- Developer: PST Team
- Publisher: PST Team
- Engine: PHP
- Platform: Web Browser
- Release: May 6, 2013
- Genres: MMORTS, Visual novel
- Mode: Multi player

= Samurai Taisen =

Indonesian action game

Samurai Taisen (侍大戦) is an online MMORTS developed and published by PST Team, a small indie developer team based in Surabaya, Indonesia. Samurai Taisen has undergone one pre-testing at December 7, 2012. The game was released on May 6, 2013 as a web browser game and was described by the development team as a combination of both MMORTS and Visual novel aspects to a game.

== Gameplay ==
Samurai Taisen is set in an alternate universe of the warring states period in Japan where players assume their role as Ji-samurai. Each player starts the game as leader of a small, undeveloped village that they must develop to expand their lands. They develop the village by constructing new buildings and upgrading existing ones. To defend their villages, players may also recruit troops both to defend and to attack other villages. The player may expand their lands by establishing new villages, or by conquering other players' villages.
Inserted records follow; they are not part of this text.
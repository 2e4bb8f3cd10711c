use isotone_automation::core::broker::DbBroker;
use isotone_automation::core::config::{AutomationConfig, CONFIG_FILE_NAME};
use isotone_automation::core::db;
use isotone_automation::core::error::AutomationError;
use isotone_automation::core::schemas;
use isotone_automation::core::store::Store;
use rusqlite::params;
use std::fs;
use std::path::PathBuf;
use tempfile::tempdir;

#[test]
fn broker_creates_schema_and_is_idempotent() {
    let tmp = tempdir().expect("tempdir");
    let data_dir = tmp.path().join("data");

    let broker = DbBroker::open(&data_dir).expect("open");
    assert_eq!(broker.db_path(), db::automation_db_path(&data_dir));
    assert!(broker.db_path().ends_with(schemas::AUTOMATION_DB_NAME));

    broker
        .with_conn("test.insert", |conn| {
            conn.execute(
                "INSERT INTO automationstate(state_key, state_value, updated_at) VALUES(?1, ?2, ?3)",
                params!["k", "\"v\"", 1],
            )?;
            Ok(())
        })
        .expect("insert");

    // Re-opening must not drop existing rows.
    let again = DbBroker::open(&data_dir).expect("reopen");
    let count: i64 = again
        .with_conn("test.count", |conn| {
            Ok(conn.query_row("SELECT COUNT(*) FROM automationstate", [], |row| row.get(0))?)
        })
        .expect("count");
    assert_eq!(count, 1);

    let journal: String = again
        .with_conn("test.journal", |conn| {
            Ok(conn.query_row("PRAGMA journal_mode;", [], |row| row.get(0))?)
        })
        .expect("journal");
    assert_eq!(journal.to_lowercase(), "wal");
}

#[test]
fn broker_errors_surface_as_sqlite_errors() {
    let tmp = tempdir().expect("tempdir");
    let broker = DbBroker::open(tmp.path()).expect("open");
    let err = broker
        .with_conn("test.bad_sql", |conn| {
            conn.execute("INSERT INTO nope VALUES(1)", [])?;
            Ok(())
        })
        .unwrap_err();
    assert!(matches!(err, AutomationError::RusqliteError(_)));
}

#[test]
fn config_file_overrides_defaults_and_resolves_store() {
    let tmp = tempdir().expect("tempdir");
    fs::write(
        tmp.path().join(CONFIG_FILE_NAME),
        r#"
[store]
data_dir = "var/automation"

[validation]
strict_commands = true

[tasks]
docs = ["handbook"]

[hooks]
min_coverage = 75.5
"#,
    )
    .expect("write config");

    let config = AutomationConfig::load(tmp.path()).expect("load");
    assert!(config.validation.strict_commands);
    assert!(!config.validation.strict_paths);
    assert_eq!(config.tasks.directories("docs"), &[PathBuf::from("handbook")]);
    assert!(config.tasks.directories("hooks").is_empty());
    assert_eq!(config.hooks.min_coverage, 75.5);
    assert_eq!(config.health.failure_threshold, 5);

    let store = Store::from_config(tmp.path(), &config);
    assert_eq!(store.data_dir, tmp.path().join("var/automation"));
}

#[test]
fn missing_config_uses_defaults_and_malformed_config_fails() {
    let tmp = tempdir().expect("tempdir");
    let config = AutomationConfig::load(tmp.path()).expect("defaults");
    assert_eq!(config.tasks.names().collect::<Vec<_>>(), vec!["docs", "hooks", "rules"]);

    fs::write(tmp.path().join(CONFIG_FILE_NAME), "[store\nbroken").expect("write");
    let err = AutomationConfig::load(tmp.path()).unwrap_err();
    assert!(matches!(err, AutomationError::ConfigError(_)));
}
Players can communicate with each other using in-game messages, and may join alliances for military and economic co-operation with other players.

=== Resources ===
The game features two main resources: Rice and Coins, which players need to develop villages, conduct researches, and raise troops. To obtain these resources, players must build mine and farmland. They can increase resource output by upgrading mines and farmland. Players can also get more resources by establishing new villages or raiding other villages.

=== Troops ===
To defend their villages, players must train troops. Each troop has attributes that determine training time, attack power, defense power, speed, and resource carrying capacity. There are two main troop types: combat and special. Combat troops have combat capabilities to defend, attack, or raid villages. Special troops such as ninja, geisha, and komusō have special capabilities they use to spy on enemy villages, or to perform assassinations. Troops can be trained at dojo.

There is also a special unit known as a Taishō (大将, "boss" or "chief"), which represents the players in game. Taishō can equip items and explore dungeon. They can also accompany an army. Depending on their attributes, a hero may give an offensive or defensive bonus to the army that it accompanies.

=== Factions ===

In Samurai Taisen there are four major forces: Date clan, Uesugi clan, Takeda clan, Oda clan. Each of them has their own characteristics and strategical bonus. The amount of strategical bonus depends on the current provinces that faction holds. Players may choose to join one or not to join to stay independent as Ronin. Factions provide players with daily quests, completing quests will increase the standings towards that faction. Raising standing in a faction allows the player to access more valuable and harder quests.

=== Alliances ===

Players with embassy may form their own alliances. Player use an alliance to work together for mutual benefit, and provide improved communication tools—such as mass alliance-wide in-game messages and an alliance private forum. Members of an alliance may not attack each other, and each is notified if their allies are under attack.